Loucks et al., 2009 were first to identify and characterize various types of nanometer-scale pores important for hydrocarbon storage in shale reservoirs using a novel method of sample preparation utilizing argon-ion beam milling combined with scanning electron microscope imaging. This was the first identification of pores within organic matter in thermally mature organic-rich mudstones, which have now been recognized as a key attribute for shale gas reservoirs. As a result of this work, shale gas evaluations largely shifted away from the earlier coalbed methane inspired gas desorption measurements to measuring matrix porosity and free gas saturation. The authors also provided a model for the development of organic nanopores as a function of increasing thermal maturity in organic-rich mudstones. The recognition of the potential volumes of hydrocarbons that could be contained in the organic nanopores was a true paradigm shift in understanding the potential resource base in mudstone reservoirs. This paper has been cited 565 times (as of mid-2015).
Passey, Q. R., K. M. Bohacs, W. L. Esch, R. Klimentidis, and S. Sinha, 2010, From oil-prone source rock to gas-producing shale reservoir--geologic and petrophysical characterization of unconventional shale-gas reservoirs: Society of Petroleum Engineers, Paper 131350, 29 p.
Building on learnings about source rock occurrence and controls documented in previous papers, the authors have extended their work to define fundamental concepts for shale gas reservoirs. Sequence stratigraphic models were developed to better understand the geologic controls of the deposition and preservation of organic matter (total organic content) to improve source rock prediction. The geologic models are presented with state-of-the-art analytical laboratory techniques and petrophysical interpretation to illustrate a recommended integrated approach for unconventional shale reservoir evaluations. The paper also introduced an interpretative model for the distribution of water and gas in shale gas reservoirs, with free and adsorbed gas segregated to hydrocarbon-wet pores in organic matter, and water confined to various clay minerals. This gas-water saturation model is often used in petrophysical models to determine porosity and gas saturation in shale reservoirs. The paper has been cited 309 times (as of mid-2015), and downloaded 6886 times from One-Petro.
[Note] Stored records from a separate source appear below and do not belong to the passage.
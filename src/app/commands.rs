//! Subcommand execution against a loaded registry

use crate::app::cli::args::{Command, OutputFormat};
use crate::app::cli::display;
use crate::core::error_handling::ContextualError;
use crate::plugin::api::{CategorySpec, PluginManager, PluginRef, RegistryError};
use crate::plugin::builtin::dump::{DumpPlugin, JsonDumpPlugin};
use prettytable::Table;
use thiserror::Error;

#[derive(Error, Debug)]
pub enum CommandError {
    #[error(transparent)]
    Registry(#[from] RegistryError),

    #[error("Cannot serialize output: {0}")]
    Json(#[from] serde_json::Error),

    #[error("Cannot write output: {0}")]
    Io(#[from] std::io::Error),
}

impl ContextualError for CommandError {
    fn is_user_actionable(&self) -> bool {
        match self {
            CommandError::Registry(e) => e.is_user_actionable(),
            CommandError::Json(_) | CommandError::Io(_) => false,
        }
    }

    fn user_message(&self) -> Option<String> {
        match self {
            CommandError::Registry(e) => e.user_message(),
            _ => None,
        }
    }
}

/// Rendered result of a subcommand
#[derive(Debug)]
pub enum Output {
    Table(Table),
    Text(String),
}

impl Output {
    pub fn print(&self, use_color: bool) -> Result<(), CommandError> {
        match self {
            Output::Table(table) if table.is_empty() => println!("No results."),
            Output::Table(table) => display::print_table(table, use_color)?,
            Output::Text(text) => println!("{}", text),
        }
        Ok(())
    }
}

/// Run `command` against `manager`
pub fn execute(
    manager: &PluginManager,
    command: &Command,
    include_disabled: bool,
    use_color: bool,
) -> Result<Output, CommandError> {
    match command {
        Command::List { format } => {
            let records = manager.all(include_disabled);
            render_records(manager, &records, *format, use_color)
        }
        Command::Filter { categories, format } => {
            let spec: CategorySpec = categories.iter().collect();
            let records = manager.filter_by_category(spec, include_disabled)?;
            log::debug!("Filter matched {} plugin(s)", records.len());
            render_records(manager, &records, *format, use_color)
        }
        Command::Show { name } => {
            let record = manager.get_by_name(name, include_disabled)?;
            Ok(Output::Text(display::plugin_details(&record, use_color)))
        }
        Command::Categories => {
            let mut counts = Vec::new();
            for category in manager.categories() {
                let count = manager
                    .filter_by_category(category.clone(), include_disabled)?
                    .len();
                counts.push((category, count));
            }
            Ok(Output::Table(display::category_table(&counts, use_color)))
        }
    }
}

/// Text and JSON output go through the built-in dump plugins, so disabling
/// one of them turns its format off.
fn render_records(
    manager: &PluginManager,
    records: &[PluginRef],
    format: OutputFormat,
    use_color: bool,
) -> Result<Output, CommandError> {
    match format {
        OutputFormat::Table => Ok(Output::Table(display::plugin_table(records, use_color))),
        OutputFormat::Text => {
            manager.get_by_name("dump", false)?;
            Ok(Output::Text(DumpPlugin.render(records)))
        }
        OutputFormat::Json => {
            manager.get_by_name("dump-json", false)?;
            Ok(Output::Text(JsonDumpPlugin.render(records)?))
        }
    }
}
//! Storage backends for the persisted transaction store

use crate::{Error, Result};
use async_trait::async_trait;
use parking_lot::Mutex;
use std::collections::HashMap;
use std::path::{Path, PathBuf};
use tracing::debug;

/// Key/value storage holding serialized store snapshots
#[async_trait]
pub trait StorageBackend: Send + Sync {
    /// Read the value stored under `key`
    async fn load(&self, key: &str) -> Result<Option<String>>;

    /// Replace the value stored under `key`
    async fn save(&self, key: &str, value: &str) -> Result<()>;

    /// Delete the value stored under `key`
    async fn remove(&self, key: &str) -> Result<()>;
}

/// In-process storage, lost on restart
#[derive(Debug, Default)]
pub struct MemoryStorage {
    entries: Mutex<HashMap<String, String>>,
}

impl MemoryStorage {
    pub fn new() -> Self {
        Self::default()
    }
}

#[async_trait]
impl StorageBackend for MemoryStorage {
    async fn load(&self, key: &str) -> Result<Option<String>> {
        Ok(self.entries.lock().get(key).cloned())
    }

    async fn save(&self, key: &str, value: &str) -> Result<()> {
        self.entries.lock().insert(key.to_string(), value.to_string());
        Ok(())
    }

    async fn remove(&self, key: &str) -> Result<()> {
        self.entries.lock().remove(key);
        Ok(())
    }
}

/// One JSON file per key inside a directory
#[derive(Debug, Clone)]
pub struct JsonFileStorage {
    dir: PathBuf,
}

impl JsonFileStorage {
    pub fn new(dir: impl Into<PathBuf>) -> Self {
        Self { dir: dir.into() }
    }

    pub fn dir(&self) -> &Path {
        &self.dir
    }

    /// File backing `key`; characters unsafe in file names become `_`
    pub fn path_for(&self, key: &str) -> Result<PathBuf> {
        if key.is_empty() {
            return Err(Error::Storage("storage key must not be empty".to_string()));
        }
        let file_name: String = key
            .chars()
            .map(|c| {
                if c.is_ascii_alphanumeric() || c == '-' || c == '_' || c == '.' {
                    c
                } else {
                    '_'
                }
            })
            .collect();
        Ok(self.dir.join(format!("{}.json", file_name)))
    }
}

#[async_trait]
impl StorageBackend for JsonFileStorage {
    async fn load(&self, key: &str) -> Result<Option<String>> {
        let path = self.path_for(key)?;
        match tokio::fs::read_to_string(&path).await {
            Ok(contents) => Ok(Some(contents)),
            Err(e) if e.kind() == std::io::ErrorKind::NotFound => Ok(None),
            Err(e) => Err(Error::Io(e)),
        }
    }

    async fn save(&self, key: &str, value: &str) -> Result<()> {
        let path = self.path_for(key)?;
        tokio::fs::create_dir_all(&self.dir).await?;

        // Readers only ever observe a complete snapshot.
        let tmp = path.with_extension("json.tmp");
        tokio::fs::write(&tmp, value).await?;
        tokio::fs::rename(&tmp, &path).await?;

        debug!(path = %path.display(), bytes = value.len(), "Snapshot written");
        Ok(())
    }

    async fn remove(&self, key: &str) -> Result<()> {
        let path = self.path_for(key)?;
        match tokio::fs::remove_file(&path).await {
            Ok(()) => Ok(()),
            Err(e) if e.kind() == std::io::ErrorKind::NotFound => Ok(()),
            Err(e) => Err(Error::Io(e)),
        }
    }
}
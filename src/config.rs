//! Tracker configuration

use crate::{Error, Result};
use serde::{Deserialize, Serialize};
use std::path::{Path, PathBuf};
use std::time::Duration;

/// Tracker configuration
#[derive(Debug, Clone, PartialEq, Serialize, Deserialize)]
#[serde(default)]
pub struct TrackerConfig {
    /// Time a record stays in the store after its hash is known (milliseconds)
    pub default_ttl_ms: u64,

    /// Key the store snapshot is persisted under
    pub storage_key: String,

    /// Directory for file persistence; in-memory storage when unset
    pub storage_dir: Option<PathBuf>,

    /// Quiet period before a burst of store changes is flushed (milliseconds)
    pub persist_debounce_ms: u64,

    /// Capacity of the store change broadcast channel
    pub change_buffer: usize,
}

impl Default for TrackerConfig {
    fn default() -> Self {
        Self {
            default_ttl_ms: 30_000,
            storage_key: "transactions".to_string(),
            storage_dir: None,
            persist_debounce_ms: 250,
            change_buffer: 256,
        }
    }
}

impl TrackerConfig {
    /// Parse a TOML document; missing fields keep their defaults
    pub fn from_toml_str(contents: &str) -> Result<Self> {
        let config: Self =
            toml::from_str(contents).map_err(|e| Error::Config(format!("Invalid TOML: {}", e)))?;
        config.validate()?;
        Ok(config)
    }

    /// Load configuration from a TOML file
    pub fn from_file(path: impl AsRef<Path>) -> Result<Self> {
        let path = path.as_ref();
        let contents = std::fs::read_to_string(path).map_err(|e| {
            Error::Config(format!("Failed to read {}: {}", path.display(), e))
        })?;
        Self::from_toml_str(&contents)
    }

    pub fn validate(&self) -> Result<()> {
        if self.default_ttl_ms == 0 {
            return Err(Error::Config("default_ttl_ms must be positive".to_string()));
        }
        if self.storage_key.trim().is_empty() {
            return Err(Error::Config("storage_key must not be empty".to_string()));
        }
        if self.change_buffer == 0 {
            return Err(Error::Config("change_buffer must be positive".to_string()));
        }
        Ok(())
    }

    pub fn default_ttl(&self) -> Duration {
        Duration::from_millis(self.default_ttl_ms)
    }

    pub fn persist_debounce(&self) -> Duration {
        Duration::from_millis(self.persist_debounce_ms)
    }
}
Sondergeld, C. H., K. E. Newsham, J. T. Comisky, M. C. Rice, and C. S. Rai, 2010, Petrophysical considerations in evaluating and producing shale gas resources: Society of Petroleum Engineers, Paper 131768.
This paper focuses on the laboratory and well log interpretation of gas-bearing mudstones, and specifically on the challenges presented in determining permeability due to gas sorption effects. One of the significant contributions is documenting the lack of industry standard protocols and inconsistent fundamental measurements by different commercial laboratories, even when measured on identical sample sets. They also are among the first to include laboratory and well log nuclear magnetic resonance (NMR) measurements for shale reservoir evaluation. As part of their petrophysical assessment approach, they provide a method to correct the Passey et al., 1990 (AAPG Bull., v. 74, p. 1777-1794) well log technique to estimate organic richness for high thermal maturity (i.e., vitrinite reflectance > 0.9 %Ro) shale gas reservoirs. This paper has been cited 199 times (as of mid-2015) and downloaded 8990 times from One-Petro.